Subsets of patients from the Fate of Early Lesions in Childhood study (156 normocholesterolemic children) were examined at autopsy, classified by maternal cholesterol levels during pregnancy. Maternal CRP level was correlated with maternal cholesterol and aortic atherosclerosis of children.

Results

CRP level was elevated in hypercholesterolemic mothers and showed significant correlation with atherogenesis in children in univariate and multivariate analysis. However, many hypercholesterolemic mothers did not have elevated CRP levels. Smoking only correlated in univariate analysis.

Conclusion

CRP level during pregnancy is a predictor of increased atherogenesis in children of hypercholesterolemic mothers, albeit a weaker one than maternal cholesterol. In the presence of hypercholesterolemia, maternal smoking does not further enhance atherogenic programming.

Key words: atherosclerosis, CRP, developmental programming, inflammation, maternal hypercholesterolemia, oxidative stress

 

Extensive epidemiologic evidence suggests that in utero conditions influence the susceptibility to hypertension, diabetes mellitus, and cardiovascular disease later in life.1, 2 Although most epidemiologic studies have focused on outcome parameters of impaired intrauterine growth (such as small birthweight, which may result from a range of pathogenetically distinct causes), specific maternal conditions have been identified that program increased susceptibility to atherosclerosis in adult offspring. One such condition is maternal hypercholesterolemia.3, 4 Both temporary hypercholesterolemia during pregnancy and chronic maternal hypercholesterolemia enhance the formation of early atherosclerotic lesions (fatty streaks) in human fetal aortas,5 and studies in experimental models with diet-induced hypercholesterolemia showed that the size of these lesions at birth is proportional to the maternal cholesterol level.6, 7 The first indication that maternal hypercholesterolemia also influences the postnatal susceptibility to atherosclerosis was provided by the Fate of Early Lesions in Childhood (FELIC) study, which was an autopsy study in normocholesterolemic children.8 Although fetal fatty streaks may regress partially in the perinatal period, when cholesterol levels are very low, children of hypercholesterolemic mothers showed accelerated progression of atherosclerosis in the aortic arch and abdominal aorta that could not be explained by conventional risk factors.

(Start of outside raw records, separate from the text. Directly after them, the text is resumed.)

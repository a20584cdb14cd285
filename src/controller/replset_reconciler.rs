//! One reconciliation pass for a single replica set.
//!
//! In order:
//! 1. Create the StatefulSet if it does not exist yet
//! 2. Converge the owned fields of the live StatefulSet
//! 3. List the replica set's pods
//! 4. Probe the members and refresh the persisted status
//! 5. Initiate the replica set once it is eligible
//! 6. Create the headless Service if it does not exist yet
//!
//! A failure in one replica set's pass never touches another replica set.

use std::time::Duration;

use k8s_openapi::api::apps::v1::StatefulSet;
use kube::ResourceExt;
use tracing::{debug, info, warn};

use crate::client::Credentials;
use crate::controller::context::Context;
use crate::controller::error::{Error, Result};
use crate::controller::platform::CreateOutcome;
use crate::controller::replset_init::{self, InitGuard};
use crate::controller::state_diff::apply_workload_diff;
use crate::controller::status::StatusAggregator;
use crate::controller::topology_probe::TopologyProber;
use crate::controller::watchdog::{PodCache, WatchdogConfig};
use crate::crd::{MongoDbCluster, ReplsetSpec};
use crate::resources::common::{cluster_namespace, member_address, replset_labels};
use crate::resources::services::generate_headless_service;
use crate::resources::statefulset::{DesiredWorkload, build_desired_workload};

/// What happened to the StatefulSet during a pass.
#[derive(Clone, Copy, Debug, PartialEq, Eq)]
pub enum WorkloadAction {
    Created,
    Updated,
    Unchanged,
}

/// Summary of a replica set pass.
#[derive(Clone, Debug, PartialEq, Eq)]
pub struct ReplsetOutcome {
    pub name: String,
    pub workload: WorkloadAction,
    pub initialized: bool,
    pub pods: usize,
    pub members_up: usize,
    /// Pod the bootstrap ran on during this pass
    pub initiated_on: Option<String>,
}

/// Run one pass for `replset`.
///
/// `status` is the cluster's working status; this pass only touches the
/// entry for `replset` and persists it when it changed.
pub async fn reconcile_replset(
    ctx: &Context,
    cluster: &MongoDbCluster,
    replset: &ReplsetSpec,
    credentials: Option<&Credentials>,
    status: &mut StatusAggregator,
) -> Result<ReplsetOutcome> {
    let namespace = cluster_namespace(cluster);
    let cluster_name = cluster.name_any();

    // 1-2. Workload
    let desired = build_desired_workload(cluster, replset, ctx.platform_facts())?;
    let workload = ensure_workload(ctx, &namespace, &desired).await?;

    // 3. Pods
    let pods = ctx
        .store
        .list_pods(&namespace, &replset_labels(cluster, replset))
        .await?;
    let pod_names: Vec<String> = pods.iter().map(|p| p.name_any()).collect();
    let addresses: Vec<String> = pod_names
        .iter()
        .map(|p| member_address(p, cluster, replset))
        .collect();
    ctx.pod_cache.update(
        &PodCache::key(&namespace, &cluster_name),
        &replset.name,
        addresses.clone(),
    );

    // 4. Status
    let prober = TopologyProber::new(
        ctx.connector.as_ref(),
        credentials.cloned(),
        ctx.config.dial_timeout(),
    );
    let was_initialized = status.is_initialized(&replset.name);
    let initialized = prober
        .check_initialized(status.replset_mut(&replset.name), &replset.name, &addresses)
        .await;
    if initialized && !was_initialized {
        status.touch();
    }

    let refresh = prober.refresh_members(&addresses).await;
    status.aggregate(&replset.name, &pod_names, &refresh.members);
    if let Some(health) = &ctx.health_state {
        health.metrics.set_members_desired(
            &namespace,
            &cluster_name,
            &replset.name,
            i64::from(replset.size),
        );
        health.metrics.record_member_probe(
            &namespace,
            &cluster_name,
            &replset.name,
            refresh.members.len(),
            refresh.unreachable.len(),
        );
    }
    status.persist(ctx.store.as_ref()).await?;

    // 5. Bootstrap
    let window = replset
        .init_wait_seconds
        .map(Duration::from_secs)
        .unwrap_or_else(|| ctx.config.init_wait());
    let mut initiated_on = None;
    let mut init_error = None;
    if replset_init::is_init_eligible(initialized, pods.len(), ctx.uptime(), window) {
        match initiate(ctx, cluster, replset, &pods, status).await {
            Ok(pod) => initiated_on = pod,
            Err(Error::NoEligibleMember(name)) => {
                info!(replset = %name, "Waiting for a running and ready mongod before initiating");
            }
            Err(e) => init_error = Some(e),
        }
    } else if !initialized {
        debug!(
            replset = %replset.name,
            pods = pods.len(),
            uptime_secs = ctx.uptime().as_secs(),
            window_secs = window.as_secs(),
            "Replica set not eligible for initiation yet"
        );
    }

    let initialized = status.is_initialized(&replset.name);
    if initialized {
        start_watchdog(ctx, &namespace, &cluster_name, credentials);
    }

    // 6. Network endpoint
    let service = generate_headless_service(cluster, replset);
    if ctx.store.create_service(&service).await? == CreateOutcome::Created {
        info!(service = %service.name_any(), "Created headless Service");
    }

    if let Some(e) = init_error {
        return Err(e);
    }

    Ok(ReplsetOutcome {
        name: replset.name.clone(),
        workload,
        initialized,
        pods: pods.len(),
        members_up: refresh.members.len(),
        initiated_on,
    })
}

/// Create the StatefulSet if absent, otherwise converge it.
async fn ensure_workload(
    ctx: &Context,
    namespace: &str,
    desired: &DesiredWorkload,
) -> Result<WorkloadAction> {
    let live = match ctx.store.get_statefulset(namespace, &desired.name).await? {
        Some(live) => live,
        None => match ctx.store.create_statefulset(&desired.statefulset).await? {
            CreateOutcome::Created => {
                info!(statefulset = %desired.name, replicas = desired.replicas, "Created StatefulSet");
                return Ok(WorkloadAction::Created);
            }
            CreateOutcome::AlreadyExists => fetch_existing(ctx, namespace, &desired.name).await?,
        },
    };

    if apply_workload_diff(ctx.store.as_ref(), live, desired).await? {
        Ok(WorkloadAction::Updated)
    } else {
        Ok(WorkloadAction::Unchanged)
    }
}

// Someone else created it between our read and our create.
async fn fetch_existing(ctx: &Context, namespace: &str, name: &str) -> Result<StatefulSet> {
    debug!(statefulset = %name, "StatefulSet already exists, re-reading");
    ctx.store
        .get_statefulset(namespace, name)
        .await?
        .ok_or_else(|| Error::NotFound(format!("statefulset {}", name)))
}

/// Run the bootstrap under the single-flight guard.
///
/// Returns the pod it ran on, or `None` if another bootstrap for the same
/// replica set holds the guard or the replica set turned out initialized.
async fn initiate(
    ctx: &Context,
    cluster: &MongoDbCluster,
    replset: &ReplsetSpec,
    pods: &[k8s_openapi::api::core::v1::Pod],
    status: &mut StatusAggregator,
) -> Result<Option<String>> {
    let namespace = cluster_namespace(cluster);
    let key = InitGuard::key(&namespace, &cluster.name_any(), &replset.name);
    let Some(_permit) = ctx.init_guard.try_acquire(&key) else {
        return Ok(None);
    };
    if status.is_initialized(&replset.name) {
        return Ok(None);
    }

    let pod = match replset_init::initiate_replset(
        ctx.executor.as_ref(),
        &namespace,
        &replset.name,
        pods,
    )
    .await
    {
        Ok(pod) => pod,
        Err(e) => {
            if !matches!(e, Error::NoEligibleMember(_)) {
                warn!(replset = %replset.name, error = %e, "Replica set initiation failed");
                ctx.publish_warning_event(
                    cluster,
                    "InitiationFailed",
                    "Initiate",
                    Some(format!("replset {}: {}", replset.name, e)),
                )
                .await;
            }
            return Err(e);
        }
    };

    status.mark_initialized(&replset.name);
    status.persist(ctx.store.as_ref()).await?;

    if let Some(health) = &ctx.health_state {
        health
            .metrics
            .record_initialization(&namespace, &cluster.name_any(), &replset.name);
    }
    ctx.publish_normal_event(
        cluster,
        "ReplsetInitialized",
        "Initiate",
        Some(format!("replset {} initiated on pod {}", replset.name, pod)),
    )
    .await;
    Ok(Some(pod))
}

fn start_watchdog(
    ctx: &Context,
    namespace: &str,
    cluster: &str,
    credentials: Option<&Credentials>,
) {
    let config = WatchdogConfig {
        namespace: namespace.to_string(),
        cluster: cluster.to_string(),
        interval: ctx.config.watchdog_interval(),
        dial_timeout: ctx.config.dial_timeout(),
        credentials: credentials.cloned(),
    };
    ctx.watchdogs.ensure_started(
        config,
        ctx.connector.clone(),
        ctx.pod_cache.clone(),
        ctx.health_state.clone(),
    );
}
//! Live-vs-desired workload comparison.
//!
//! Only the fields the operator owns after creation are converged: replica
//! count, image, cpu/memory requests and limits, and the mongod arguments.
//! Everything else on the live object, storage limit included, is left as
//! the platform stored it.

use std::cmp::Ordering;
use std::collections::BTreeMap;

use k8s_openapi::api::apps::v1::StatefulSet;
use k8s_openapi::api::core::v1::{Container, ResourceRequirements};
use k8s_openapi::apimachinery::pkg::api::resource::Quantity;
use kube::ResourceExt;
use tracing::{debug, info};

use crate::controller::error::{Error, Result};
use crate::controller::platform::ObjectStore;
use crate::resources::quantity::{self, CPU, MEMORY};
use crate::resources::statefulset::{DesiredWorkload, MONGOD_CONTAINER_NAME};

/// A field the differ rewrote.
#[derive(Clone, Copy, Debug, PartialEq, Eq)]
pub enum FieldChange {
    Replicas,
    Image,
    Request(&'static str),
    Limit(&'static str),
    Args,
}

impl std::fmt::Display for FieldChange {
    fn fmt(&self, f: &mut std::fmt::Formatter<'_>) -> std::fmt::Result {
        match self {
            FieldChange::Replicas => write!(f, "replicas"),
            FieldChange::Image => write!(f, "image"),
            FieldChange::Request(r) => write!(f, "requests.{}", r),
            FieldChange::Limit(r) => write!(f, "limits.{}", r),
            FieldChange::Args => write!(f, "args"),
        }
    }
}

/// Outcome of a diff: the fields that were rewritten on the live object.
#[derive(Clone, Debug, Default, PartialEq, Eq)]
pub struct WorkloadDiff {
    pub changes: Vec<FieldChange>,
}

impl WorkloadDiff {
    pub fn changed(&self) -> bool {
        !self.changes.is_empty()
    }
}

/// Rewrite `live` in place so the owned fields match `desired`.
///
/// Each field is checked independently. A desired cpu/memory limit is only
/// applied when it differs from the live limit and is not below the request
/// for that resource (after the request itself was updated); otherwise the
/// live limit is kept so the object stays valid. An absent quantity counts
/// as zero, so dropping a limit only goes through when there is no request.
pub fn diff_workload(live: &mut StatefulSet, desired: &DesiredWorkload) -> Result<WorkloadDiff> {
    let name = live.name_any();
    let mut diff = WorkloadDiff::default();

    let spec = live
        .spec
        .as_mut()
        .ok_or_else(|| Error::MissingField(format!("statefulset {} spec", name)))?;

    if spec.replicas != Some(desired.replicas) {
        spec.replicas = Some(desired.replicas);
        diff.changes.push(FieldChange::Replicas);
    }

    let container = mongod_container(spec.template.spec.as_mut().map(|p| &mut p.containers))
        .ok_or_else(|| Error::MissingField(format!("statefulset {} mongod container", name)))?;

    if container.image.as_deref() != Some(desired.image.as_str()) {
        container.image = Some(desired.image.clone());
        diff.changes.push(FieldChange::Image);
    }

    let resources = container.resources.get_or_insert_with(ResourceRequirements::default);
    for resource in [CPU, MEMORY] {
        if sync_request(resources, &desired.resources, resource)? {
            diff.changes.push(FieldChange::Request(resource));
        }
        if sync_limit(resources, &desired.resources, resource)? {
            diff.changes.push(FieldChange::Limit(resource));
        }
    }

    if !args_equal(container.args.as_deref().unwrap_or_default(), &desired.args) {
        container.args = Some(desired.args.clone());
        diff.changes.push(FieldChange::Args);
    }

    Ok(diff)
}

/// Diff `live` against `desired` and write it back if anything changed.
///
/// Returns whether a write happened. A write failure is returned as is; the
/// next pass retries from a fresh read.
pub async fn apply_workload_diff(
    store: &dyn ObjectStore,
    mut live: StatefulSet,
    desired: &DesiredWorkload,
) -> Result<bool> {
    let diff = diff_workload(&mut live, desired)?;
    if !diff.changed() {
        debug!(statefulset = %desired.name, "StatefulSet up to date");
        return Ok(false);
    }

    let changes: Vec<String> = diff.changes.iter().map(ToString::to_string).collect();
    info!(statefulset = %desired.name, changes = ?changes, "Updating StatefulSet");
    store.replace_statefulset(&live).await?;
    Ok(true)
}

fn mongod_container(containers: Option<&mut Vec<Container>>) -> Option<&mut Container> {
    let containers = containers?;
    let idx = containers
        .iter()
        .position(|c| c.name == MONGOD_CONTAINER_NAME)
        .unwrap_or(0);
    containers.get_mut(idx)
}

/// Order-sensitive element comparison.
pub fn args_equal(live: &[String], desired: &[String]) -> bool {
    live.len() == desired.len() && live.iter().zip(desired).all(|(a, b)| a == b)
}

fn sync_request(
    live: &mut ResourceRequirements,
    desired: &ResourceRequirements,
    resource: &str,
) -> Result<bool> {
    let wanted = desired.requests.as_ref().and_then(|r| r.get(resource));
    let current = live.requests.as_ref().and_then(|r| r.get(resource));
    if quantity::compare(current, wanted)? == Ordering::Equal && current.is_some() == wanted.is_some()
    {
        return Ok(false);
    }
    set_quantity(&mut live.requests, resource, wanted.cloned());
    Ok(true)
}

fn sync_limit(
    live: &mut ResourceRequirements,
    desired: &ResourceRequirements,
    resource: &str,
) -> Result<bool> {
    let wanted = desired.limits.as_ref().and_then(|l| l.get(resource));
    let current = live.limits.as_ref().and_then(|l| l.get(resource));

    match (wanted, current) {
        (None, None) => return Ok(false),
        (Some(w), Some(c)) if quantity::compare(Some(w), Some(c))? == Ordering::Equal => {
            return Ok(false);
        }
        _ => {}
    }

    // Absent quantities count as zero on both sides
    let request = live.requests.as_ref().and_then(|r| r.get(resource));
    if quantity::compare(wanted, request)? == Ordering::Less {
        debug!(
            resource = %resource,
            limit = ?wanted.map(|q| &q.0),
            request = ?request.map(|q| &q.0),
            "Keeping current limit: desired limit is below request"
        );
        return Ok(false);
    }

    set_quantity(&mut live.limits, resource, wanted.cloned());
    Ok(true)
}

fn set_quantity(
    map: &mut Option<BTreeMap<String, Quantity>>,
    resource: &str,
    value: Option<Quantity>,
) {
    match value {
        Some(q) => {
            map.get_or_insert_with(BTreeMap::new)
                .insert(resource.to_string(), q);
        }
        None => {
            if let Some(m) = map.as_mut() {
                m.remove(resource);
            }
        }
    }
}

Although the mechanisms of in utero programming remain largely unknown, there is a strong rationale to suspect the involvement of inflammatory processes that are analogous to those promoting atherosclerosis in adults.9 Indeed, plasma and arteries of human and animal offspring of hypercholesterolemic mothers contain high levels of proinflammatory lipid peroxidation products.5, 6, 7, 8 Conversely, maternal treatment with an antioxidant, vitamin E, prevents atherogenic in utero programming.7, 10

For Editors’ Commentary, see Table of Contents

C-reactive protein (CRP), a nonspecific acute-phase reactant and downstream biomarker of proinflammatory cytokines, has gained much attention as a surrogate measure of the inflammation and shows greater predictive power for cardiovascular disease than conventional lipid parameters, such as total and low-density lipoprotein cholesterol or the low-density lipoprotein/high-density lipoprotein ratio.11, 12, 13, 14, 15 CRP level also reflects the rapid changes in plasma cholesterol that are achieved by statin treatment16, 17 and thus presumably the reduced pathogenic effects of hypercholesterolemia and ensuing oxidative stress. Direct pathogenic effects of CRP on proatherogenic mechanisms have also been reported, but their influence in humans has not been established. For example, CRP modulates complement activation,18, 19, 20 enhances endothelial inflammation and expression of angiotensin 1 receptors,21, 22 and promotes apoptosis of vascular smooth muscle cells.23 We therefore used specimen and data from the FELIC study to investigate whether maternal CRP level also predicts developmental programming of atherosclerosis in the children. The aim of this study was to determine whether maternal CRP level or smoking were associated with atherosclerosis in the infant.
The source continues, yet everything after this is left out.